In the light of what we have recalled regarding the position of the first readers of the words, we have only to render them thus to see their perfect appropriateness, their adjustment to an "exceeding need." The Gospel led its disciple supremely and ultimately always towards the hoped-for and the unseen. True, it had a reference of untold value and power to the seen and present. There was then, as there is in our day, nothing like the Gospel to transfigure character, on the spot, here and now, and thus to transfigure the scene and the persons around the man, before his eyes, within reach of his hands, in the whole intercourse of his life, by giving them all a new and wonderful yet most practical importance through the Lord's relation to them and to him. But it does this always and inevitably in the power and in the light of facts which are out of sight now, and of prospects essentially bound up with "the life of the world to come." The most diligent and sensible worker in Christian philanthropy, if he is fully Christian in his idea and action, does what he does so well for the relief of the oppressed, or for the civilization of the degraded, because at the heart of his useful life he spiritually knows "Him that is invisible," and is animated by the thought that he works for beings capable, after this life's discipline, of "enjoying Him fully for ever." He labours for man, man on earth, because he loves God in heaven, and because he believes that God made man and redeemed man for an immortality to which time is only the short while all-important avenue. In the calmest and most normal Christian periods, accordingly, for the least perilous and heroic forms of faithful Christian service, it is vital to remember that attitude and action of the soul which we call faith. For faith is essential both to the victories and the utilities of the Christian life, just so far as that life touches always at its living spring "things hoped for," "things not seen." And at a time like that of the first readers of the Epistle every such necessity was enhanced indefinitely, both by the perils and threatenings which they had to face and by the majestic illusion to which they were continually exposed—the illusion under which the order of the Law, because it was Divine in origin and magnificent in its visible embodiment, looked as if it must be the permanent, the final, phase of sacred truth and life on earth.

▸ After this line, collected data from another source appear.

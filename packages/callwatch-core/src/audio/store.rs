//! Per-call rolling PCM buffers with WAV materialization.
//!
//! Each call gets an append-only ring of immutable chunks bounded by
//! wall-clock seconds. Eviction is FIFO on the chunk list after every append.
//! A best-effort disk mirror under `<audio_dir>/<call_id>/` survives process
//! restarts; correctness never depends on it.

use std::collections::VecDeque;
use std::path::{Path, PathBuf};
use std::sync::atomic::{AtomicU64, Ordering};

use bytes::Bytes;
use dashmap::DashMap;
use serde::{Deserialize, Serialize};

use crate::audio::wav::create_wav_header;
use crate::utils::{atomic_write, millis_to_rfc3339, now_millis};

/// Sample width in bytes; the store only holds S16LE PCM.
const SAMPLE_WIDTH: u32 = 2;

/// One immutable chunk of PCM audio.
#[derive(Debug, Clone)]
struct AudioChunk {
    id: String,
    pcm: Bytes,
    duration_s: f64,
    received_at: u64,
}

/// Rolling buffer for a single call.
#[derive(Debug)]
struct CallBuffer {
    sample_rate: u32,
    channels: u16,
    chunks: VecDeque<AudioChunk>,
    total_duration_s: f64,
    updated_at: u64,
}

impl CallBuffer {
    fn new(sample_rate: u32, channels: u16, now_ms: u64) -> Self {
        Self {
            sample_rate,
            channels,
            chunks: VecDeque::new(),
            total_duration_s: 0.0,
            updated_at: now_ms,
        }
    }
}

/// Metadata snapshot of a call's rolling buffer.
#[derive(Debug, Clone, Serialize)]
pub struct AudioSnapshot {
    pub available: bool,
    pub duration_s: f64,
    pub sample_rate: u32,
    pub channels: u16,
    pub sample_width: u32,
    pub chunk_count: usize,
    pub updated_at: Option<String>,
    pub last_chunk_id: Option<String>,
    pub window_seconds: u32,
}

impl AudioSnapshot {
    fn empty(window_seconds: u32) -> Self {
        Self {
            available: false,
            duration_s: 0.0,
            sample_rate: 0,
            channels: 0,
            sample_width: 0,
            chunk_count: 0,
            updated_at: None,
            last_chunk_id: None,
            window_seconds,
        }
    }
}

/// Chunk metadata persisted in the disk mirror's `state.json`.
#[derive(Debug, Serialize, Deserialize)]
struct MirrorChunk {
    id: String,
    duration_s: f64,
    received_at: u64,
}

/// Buffer metadata persisted in the disk mirror's `state.json`.
#[derive(Debug, Serialize, Deserialize)]
struct MirrorState {
    sample_rate: u32,
    channels: u16,
    updated_at: u64,
    chunks: Vec<MirrorChunk>,
}

/// In-memory rolling audio store shared across the ingest API and workers.
pub struct LiveAudioStore {
    buffers: DashMap<String, CallBuffer>,
    /// Global sequence for chunk id allocation.
    next_seq: AtomicU64,
    window_seconds: u32,
    /// Mirror directory; `None` disables persistence entirely.
    audio_dir: Option<PathBuf>,
}

impl LiveAudioStore {
    /// Creates a store with the given rolling window and optional disk mirror.
    pub fn new(window_seconds: u32, audio_dir: Option<PathBuf>) -> Self {
        Self {
            buffers: DashMap::new(),
            next_seq: AtomicU64::new(1),
            window_seconds,
            audio_dir,
        }
    }

    /// Appends a PCM chunk for a call and returns its chunk id.
    ///
    /// A sample-rate or channel-count change closes the existing buffer and
    /// starts a new one; media format changes are legal only at chunk
    /// boundaries, so this is the safe interpretation of a mismatch.
    pub fn append(
        &self,
        call_id: &str,
        pcm: Bytes,
        sample_rate: u32,
        channels: u16,
    ) -> String {
        let now_ms = now_millis();
        let seq = self.next_seq.fetch_add(1, Ordering::Relaxed);
        let chunk_id = format!("{}_{}", now_ms, seq);

        let bytes_per_second = sample_rate as f64 * channels as f64 * SAMPLE_WIDTH as f64;
        let duration_s = if bytes_per_second > 0.0 {
            pcm.len() as f64 / bytes_per_second
        } else {
            0.0
        };

        let chunk = AudioChunk {
            id: chunk_id.clone(),
            pcm,
            duration_s,
            received_at: now_ms,
        };

        let mut entry = self
            .buffers
            .entry(call_id.to_string())
            .or_insert_with(|| self.recover_or_create(call_id, sample_rate, channels, now_ms));

        let buffer = entry.value_mut();
        if buffer.sample_rate != sample_rate || buffer.channels != channels {
            log::info!(
                "[AudioStore] Format change for {}: {}Hz/{}ch -> {}Hz/{}ch, restarting buffer",
                call_id,
                buffer.sample_rate,
                buffer.channels,
                sample_rate,
                channels
            );
            *buffer = CallBuffer::new(sample_rate, channels, now_ms);
            self.clear_mirror(call_id);
        }

        let mut evicted = Vec::new();
        buffer.total_duration_s += chunk.duration_s;
        buffer.updated_at = now_ms;
        buffer.chunks.push_back(chunk.clone());

        // FIFO eviction: keep total duration within the window. The newest
        // chunk always stays, so the bound is window + one chunk's worth.
        while buffer.total_duration_s > self.window_seconds as f64 && buffer.chunks.len() > 1 {
            if let Some(old) = buffer.chunks.pop_front() {
                buffer.total_duration_s -= old.duration_s;
                evicted.push(old.id);
            }
        }

        self.mirror_append(call_id, buffer, &chunk, &evicted);

        chunk_id
    }

    /// Returns buffer metadata for a call, or an empty snapshot.
    #[must_use]
    pub fn snapshot(&self, call_id: &str) -> AudioSnapshot {
        match self.buffers.get(call_id) {
            Some(buffer) if !buffer.chunks.is_empty() => AudioSnapshot {
                available: true,
                duration_s: buffer.total_duration_s,
                sample_rate: buffer.sample_rate,
                channels: buffer.channels,
                sample_width: SAMPLE_WIDTH,
                chunk_count: buffer.chunks.len(),
                updated_at: Some(millis_to_rfc3339(buffer.updated_at)),
                last_chunk_id: buffer.chunks.back().map(|c| c.id.clone()),
                window_seconds: self.window_seconds,
            },
            _ => AudioSnapshot::empty(self.window_seconds),
        }
    }

    /// Renders the rolling window as a complete WAV file.
    ///
    /// Returns `None` when the call has no buffered audio; callers fall back
    /// to an external recording.
    #[must_use]
    pub fn render_wav(&self, call_id: &str) -> Option<Bytes> {
        let buffer = self.buffers.get(call_id)?;
        if buffer.chunks.is_empty() {
            return None;
        }
        let data_len: usize = buffer.chunks.iter().map(|c| c.pcm.len()).sum();
        let header = create_wav_header(buffer.sample_rate, buffer.channels, data_len as u32);
        let mut wav = Vec::with_capacity(44 + data_len);
        wav.extend_from_slice(&header);
        for chunk in &buffer.chunks {
            wav.extend_from_slice(&chunk.pcm);
        }
        Some(Bytes::from(wav))
    }

    // ─────────────────────────────────────────────────────────────────────
    // Disk mirror (best-effort)
    // ─────────────────────────────────────────────────────────────────────

    fn call_dir(&self, call_id: &str) -> Option<PathBuf> {
        // Guard against path traversal through upstream-controlled ids.
        let safe: String = call_id
            .chars()
            .map(|c| if c.is_alphanumeric() || c == '-' || c == '_' { c } else { '_' })
            .collect();
        self.audio_dir.as_ref().map(|dir| dir.join(safe))
    }

    /// Rebuilds a buffer from the disk mirror, or creates a fresh one.
    fn recover_or_create(
        &self,
        call_id: &str,
        sample_rate: u32,
        channels: u16,
        now_ms: u64,
    ) -> CallBuffer {
        let Some(dir) = self.call_dir(call_id) else {
            return CallBuffer::new(sample_rate, channels, now_ms);
        };
        match Self::load_mirror(&dir) {
            Some(buffer) if buffer.sample_rate == sample_rate && buffer.channels == channels => {
                log::info!(
                    "[AudioStore] Recovered {} chunk(s) for {} from mirror",
                    buffer.chunks.len(),
                    call_id
                );
                buffer
            }
            _ => CallBuffer::new(sample_rate, channels, now_ms),
        }
    }

    fn load_mirror(dir: &Path) -> Option<CallBuffer> {
        let raw = std::fs::read_to_string(dir.join("state.json")).ok()?;
        let state: MirrorState = serde_json::from_str(&raw).ok()?;
        let mut chunks = VecDeque::with_capacity(state.chunks.len());
        let mut total = 0.0;
        for meta in state.chunks {
            let pcm = std::fs::read(dir.join(format!("{}.pcm", meta.id))).ok()?;
            total += meta.duration_s;
            chunks.push_back(AudioChunk {
                id: meta.id,
                pcm: Bytes::from(pcm),
                duration_s: meta.duration_s,
                received_at: meta.received_at,
            });
        }
        Some(CallBuffer {
            sample_rate: state.sample_rate,
            channels: state.channels,
            chunks,
            total_duration_s: total,
            updated_at: state.updated_at,
        })
    }

    fn mirror_append(
        &self,
        call_id: &str,
        buffer: &CallBuffer,
        chunk: &AudioChunk,
        evicted: &[String],
    ) {
        let Some(dir) = self.call_dir(call_id) else {
            return;
        };
        let state = MirrorState {
            sample_rate: buffer.sample_rate,
            channels: buffer.channels,
            updated_at: buffer.updated_at,
            chunks: buffer
                .chunks
                .iter()
                .map(|c| MirrorChunk {
                    id: c.id.clone(),
                    duration_s: c.duration_s,
                    received_at: c.received_at,
                })
                .collect(),
        };
        let result = std::fs::create_dir_all(&dir)
            .and_then(|_| std::fs::write(dir.join(format!("{}.pcm", chunk.id)), &chunk.pcm))
            .and_then(|_| {
                atomic_write(
                    &dir.join("state.json"),
                    serde_json::to_string(&state).unwrap_or_default().as_bytes(),
                )
            });
        if let Err(e) = result {
            log::warn!("[AudioStore] Mirror write failed for {}: {}", call_id, e);
            return;
        }
        for id in evicted {
            let _ = std::fs::remove_file(dir.join(format!("{}.pcm", id)));
        }
    }

    fn clear_mirror(&self, call_id: &str) {
        if let Some(dir) = self.call_dir(call_id) {
            let _ = std::fs::remove_dir_all(&dir);
        }
    }
}

#[cfg(test)]
mod tests {
    use super::*;

    fn pcm_of_ms(ms: u32, sample_rate: u32, channels: u16) -> Bytes {
        let len = (sample_rate as usize * channels as usize * 2 * ms as usize) / 1000;
        Bytes::from(vec![0u8; len])
    }

    #[test]
    fn append_returns_monotonic_chunk_ids() {
        let store = LiveAudioStore::new(300, None);
        let a = store.append("RT-1", pcm_of_ms(100, 8000, 1), 8000, 1);
        let b = store.append("RT-1", pcm_of_ms(100, 8000, 1), 8000, 1);
        let seq_a: u64 = a.rsplit('_').next().unwrap().parse().unwrap();
        let seq_b: u64 = b.rsplit('_').next().unwrap().parse().unwrap();
        assert!(seq_b > seq_a);
    }

    #[test]
    fn rotation_keeps_duration_within_window() {
        // Window 1s, six 400ms chunks: duration must land in [1.0, 1.4]
        // and at most 3 chunks survive.
        let store = LiveAudioStore::new(1, None);
        for _ in 0..6 {
            store.append("RT-1", pcm_of_ms(400, 16_000, 1), 16_000, 1);
        }
        let snap = store.snapshot("RT-1");
        assert!(snap.available);
        assert!(
            (1.0..=1.4).contains(&snap.duration_s),
            "duration {} outside window bound",
            snap.duration_s
        );
        assert!(snap.chunk_count <= 3, "chunk_count {}", snap.chunk_count);
    }

    #[test]
    fn snapshot_for_unknown_call_is_empty() {
        let store = LiveAudioStore::new(300, None);
        let snap = store.snapshot("nope");
        assert!(!snap.available);
        assert_eq!(snap.chunk_count, 0);
        assert_eq!(snap.sample_rate, 0);
        assert_eq!(snap.window_seconds, 300);
    }

    #[test]
    fn format_change_restarts_buffer() {
        let store = LiveAudioStore::new(300, None);
        store.append("RT-1", pcm_of_ms(200, 8000, 1), 8000, 1);
        store.append("RT-1", pcm_of_ms(200, 16_000, 1), 16_000, 1);
        let snap = store.snapshot("RT-1");
        assert_eq!(snap.sample_rate, 16_000);
        assert_eq!(snap.chunk_count, 1);
    }

    #[test]
    fn rendered_wav_length_matches_chunks() {
        let store = LiveAudioStore::new(300, None);
        store.append("RT-1", pcm_of_ms(100, 8000, 1), 8000, 1);
        store.append("RT-1", pcm_of_ms(150, 8000, 1), 8000, 1);
        let expected_data = pcm_of_ms(100, 8000, 1).len() + pcm_of_ms(150, 8000, 1).len();
        let wav = store.render_wav("RT-1").unwrap();
        assert_eq!(wav.len(), 44 + expected_data);
        let declared =
            u32::from_le_bytes(wav[40..44].try_into().unwrap()) as usize;
        assert_eq!(declared, expected_data);
    }

    #[test]
    fn render_wav_missing_call_is_none() {
        let store = LiveAudioStore::new(300, None);
        assert!(store.render_wav("nope").is_none());
    }

    #[test]
    fn mirror_persists_and_recovers() {
        let dir = tempfile::tempdir().unwrap();
        let chunk = pcm_of_ms(200, 8000, 1);
        {
            let store = LiveAudioStore::new(300, Some(dir.path().to_path_buf()));
            store.append("RT-9", chunk.clone(), 8000, 1);
        }
        // A new store instance recovers the mirrored chunk on first append.
        let store = LiveAudioStore::new(300, Some(dir.path().to_path_buf()));
        store.append("RT-9", chunk.clone(), 8000, 1);
        let snap = store.snapshot("RT-9");
        assert_eq!(snap.chunk_count, 2);
    }
}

In our next chapter we will consider both the account of faith here given and some main points in the illustration of it by examples.


CHAPTER IX

[CONTENTS]

FAITH AND ITS ANNALS

Heb. xi. (II.)

We considered in the last chapter the account of Faith with which the apostolic Writer opens this great recital of the "life, work, and triumph of faith" in holy human lives. His words, as we found, lend themselves to some variety of explanation in detail: the term ὑπόστασις alone may be interpreted in at least three ways. But I do not think that this need disturb us as to the essential meaning of the description. Each and all of the renderings leave us with the thought that faith has a power in it to make the thing hoped-for act upon us as if it were attained, and the invisible as if it were before our eyes.

We may pause so far further over the description of faith here as to point out that it is precisely this, a description, not a definition. To quote Heb. xi. 1 as a good definition of faith is to mistake its import altogether. I have often recalled, in speech or writing, a story told me forty years ago by an Oxford friend when we were masters together at a public school. He had attended a Greek Testament lecture at his college a few years before, and the lecturer one day asked the class for a definition of faith. Some one quoted Heb. xi. 1, and the lecturer's answer was, "You could not have given a worse definition." My old friend, a "broad" but most reverent Churchman, referred to this as an instance of painful flippancy. It may have been so. But I am prepared to think that the lecturer may not have meant it so at all. He may only have expressed rather crudely his view, the right view, to my mind, that we have here not a definition of faith at all but a description of faith as an operative force, an account of what faith looks like when it is at work; and this is a very different matter.